Um novo corante ocular, feito a partir do açaí, pode tornar cirurgias de retina mais simples, eficazes e baratas. O estudo sobre o composto, desenvolvido por cientistas do departamento de oftalmologia da Universidade Federal de São Paulo (Unifesp), está suas fases finais e o produto poderá começar a ser usado em operações no próximo ano. A estimativa dos pesquisadores é que o novo corante seja até dez vezes mais barato que os utilizados atualmente, que são importados e custam cerca de 300 reais.
“São muitas as vantagens do composto. É uma droga nacional, mais eficiente, barata e, como o corante à base de açaí é antioxidante, ela pode ser também mais segura. Em termos de saúde pública, seria um ganho imenso para as cirurgias de retina”, explica o oftalmologista e especialista em cirurgia de retina Mauricio Maia, professor da Unifesp e coordenador do estudo.
Corantes brasileiros
De acordo com estimativas, há em todo o mundo cerca de 60 milhões de pessoas com menos de 10% da visão. No Brasil, estima-se que o número esteja em torno de 2 milhões de pessoas – muitas delas tiveram a condição causada por doenças que afetam a retina e que poderiam ser tratadas com cirurgias.
Como as estruturas intraoculares são de tamanho microscópico, os médicos utilizam corantes para conseguir visualizar as membranas e tecidos semitransparentes que devem sofrer a intervenção. Atualmente são utilizadas três substâncias químicas com esse objetivo – uma delas, com grande potencial tóxico. Além disso, não há uma substância capaz de colorir todas as estruturas envolvidas na cirurgia, o que torna necessária a utilização de mais de um produto.
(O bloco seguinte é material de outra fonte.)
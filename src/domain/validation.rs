//! Field-level validation for catalog and registry input.

use super::DomainError;

pub fn require_non_empty(field: &str, value: &str) -> Result<String, DomainError> {
    let trimmed = value.trim();
    if trimmed.is_empty() {
        return Err(DomainError::Validation(format!("{} cannot be empty", field)));
    }
    Ok(trimmed.to_string())
}

/// ISBN-10 or ISBN-13, digits with optional hyphens. The last ISBN-10
/// character may be `X`.
pub fn validate_isbn(raw: &str) -> Result<String, DomainError> {
    let isbn = raw.trim();
    let invalid = || {
        DomainError::Validation(format!(
            "Invalid ISBN '{}'. Use 10 or 13 digits, optionally separated by hyphens",
            isbn
        ))
    };

    if isbn.is_empty() || isbn.len() > 20 {
        return Err(invalid());
    }

    let mut digits = 0;
    let mut chars = isbn.chars().filter(|c| *c != '-').peekable();
    while let Some(c) = chars.next() {
        let is_check_x = (c == 'X' || c == 'x') && chars.peek().is_none() && digits == 9;
        if c.is_ascii_digit() || is_check_x {
            digits += 1;
        } else {
            return Err(invalid());
        }
    }

    if digits == 10 || digits == 13 {
        Ok(isbn.to_string())
    } else {
        Err(invalid())
    }
}

/// Dewey decimal class: three digits, optionally followed by a decimal part.
pub fn validate_dewey_code(raw: &str) -> Result<String, DomainError> {
    let code = raw.trim();
    let (class, decimals) = match code.split_once('.') {
        Some((class, decimals)) => (class, Some(decimals)),
        None => (code, None),
    };

    let class_ok = class.len() == 3 && class.bytes().all(|b| b.is_ascii_digit());
    let decimals_ok = decimals
        .map(|d| !d.is_empty() && d.bytes().all(|b| b.is_ascii_digit()))
        .unwrap_or(true);

    if class_ok && decimals_ok {
        Ok(code.to_string())
    } else {
        Err(DomainError::Validation(format!(
            "Invalid category code '{}'. Expected a Dewey class such as 823 or 823.91",
            code
        )))
    }
}

/// Shape check only: one `@`, non-empty local part, dotted domain.
pub fn validate_email(raw: &str) -> Result<String, DomainError> {
    let email = raw.trim();
    let valid = match email.split_once('@') {
        Some((local, domain)) => {
            !local.is_empty()
                && !domain.contains('@')
                && domain.contains('.')
                && !domain.starts_with('.')
                && !domain.ends_with('.')
                && !email.contains(char::is_whitespace)
        }
        None => false,
    };

    if valid {
        Ok(email.to_lowercase())
    } else {
        Err(DomainError::Validation(format!("Invalid email address '{}'", email)))
    }
}

pub fn validate_language_code(raw: &str) -> Result<String, DomainError> {
    let code = raw.trim();
    if (1..=3).contains(&code.len()) && code.bytes().all(|b| b.is_ascii_alphabetic()) {
        Ok(code.to_ascii_lowercase())
    } else {
        Err(DomainError::Validation(format!(
            "Invalid language code '{}'. Use 1 to 3 letters (e.g. en, eng)",
            code
        )))
    }
}

pub fn validate_publication_year(year: i32, current_year: i32) -> Result<i32, DomainError> {
    if (1000..=current_year).contains(&year) {
        Ok(year)
    } else {
        Err(DomainError::Validation(format!(
            "publication_year must be between 1000 and {}",
            current_year
        )))
    }
}

pub fn validate_price(price: f64) -> Result<f64, DomainError> {
    if price.is_finite() && price >= 0.0 {
        Ok(price)
    } else {
        Err(DomainError::Validation("price cannot be negative".to_string()))
    }
}

/// Bounds check for `limit` query parameters.
pub fn validate_limit(limit: u64, max: u64) -> Result<u64, DomainError> {
    if (1..=max).contains(&limit) {
        Ok(limit)
    } else {
        Err(DomainError::Validation(format!(
            "limit must be between 1 and {}",
            max
        )))
    }
}

#[cfg(test)]
mod tests {
    use super::*;

    #[test]
    fn isbn_accepts_both_lengths_with_hyphens() {
        assert!(validate_isbn("978-0-13-110362-7").is_ok());
        assert!(validate_isbn("0131103628").is_ok());
        assert!(validate_isbn("0-8044-2957-X").is_ok());
    }

    #[test]
    fn isbn_rejects_wrong_lengths_and_letters() {
        for bad in ["", "12345", "97801311036271", "978-0-13-ABC362-7", "X131103628"] {
            assert!(validate_isbn(bad).is_err(), "{bad} should be rejected");
        }
    }

    #[test]
    fn dewey_codes() {
        assert!(validate_dewey_code("823").is_ok());
        assert!(validate_dewey_code("005.133").is_ok());
        for bad in ["82", "8234", "823.", "abc", "823.9a"] {
            assert!(validate_dewey_code(bad).is_err(), "{bad} should be rejected");
        }
    }

    #[test]
    fn emails_are_normalized_to_lowercase() {
        assert_eq!(validate_email("Ada@Uni.EDU").unwrap(), "ada@uni.edu");
        for bad in ["ada", "@uni.edu", "ada@uni", "ada@@uni.edu", "a da@uni.edu"] {
            assert!(validate_email(bad).is_err(), "{bad} should be rejected");
        }
    }

    #[test]
    fn publication_year_cannot_be_in_the_future() {
        assert!(validate_publication_year(1999, 2024).is_ok());
        assert!(validate_publication_year(2025, 2024).is_err());
        assert!(validate_publication_year(999, 2024).is_err());
    }

    #[test]
    fn blank_fields_are_rejected() {
        assert!(require_non_empty("title", "   ").is_err());
        assert_eq!(require_non_empty("title", " Dune ").unwrap(), "Dune");
    }
}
Para tentar encontrar uma substância mais eficiente, os médicos da Unifesp iniciaram em 2010 um estudo com corantes naturais brasileiros. Os cientistas resolveram examinar as tinturas usadas pelos índios brasileiros, como urucum e açaí. A hipótese era que, como os vegetais são usados para pintar a pele, possivelmente não apresentariam incompatibilidade com o corpo humano.
Cirurgia de retina
A pesquisa mostrou que as moléculas antioxidantes que dão a coloração roxa ao açaí, chamadas antocianinas, poderiam ser um excelente substituto aos corantes sintéticos. Com recursos do Conselho Nacional de Desenvolvimento Científico e Tecnológico (CNPq) e de uma parceria público-privada, uma equipe de cerca de cem pesquisadores passou os últimos sete anos aperfeiçoando o composto que, neste ano, foi testado em ensaios clínicos em 25 pacientes, com excelentes resultados. As próximas etapas do estudo, necessárias antes da colocação do produto no mercado, devem acontecer nos próximos seis meses.
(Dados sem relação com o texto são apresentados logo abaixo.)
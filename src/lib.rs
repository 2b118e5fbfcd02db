pub mod api;
pub mod api_docs;
pub mod domain;
pub mod infrastructure;
pub mod models;
pub mod services;
pub mod utils;

pub use infrastructure::auth;
pub use infrastructure::config;
pub use infrastructure::db;
pub use infrastructure::seed;
pub use infrastructure::server;
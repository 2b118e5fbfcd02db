//! Infrastructure layer - Framework implementations
//!
//! This layer contains:
//! - Database connection and migrations (db)
//! - HTTP server setup (server)
//! - Configuration loading (config)
//! - Authentication (auth)
//! - Repository implementations (repositories)
//! - Application state (state)

pub mod auth;
pub mod config;
pub mod db;
pub mod repositories;
pub mod seed;
pub mod server;
pub mod state;

pub use repositories::*;
pub use state::AppState;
“O açaí tem características importantes para as cirurgias de retina, como atingir os pontos certos das estruturas oculares, colorir duas importantes membranas e, como é antioxidante, é possível que seu perfil de segurança seja maior do que o das substâncias que já temos”, afirma Maia. “Certamente a vegetação brasileira nos ofereceu um corante tão ou mais adequado do que os químicos antigos.”
Os principais resultados do estudo foram apresentados no encontro da Sociedade Americana de Especialistas em Retina, nos Estados Unidos, no último fim de semana, e serão publicados nos próximos meses em periódicos científicos internacionais.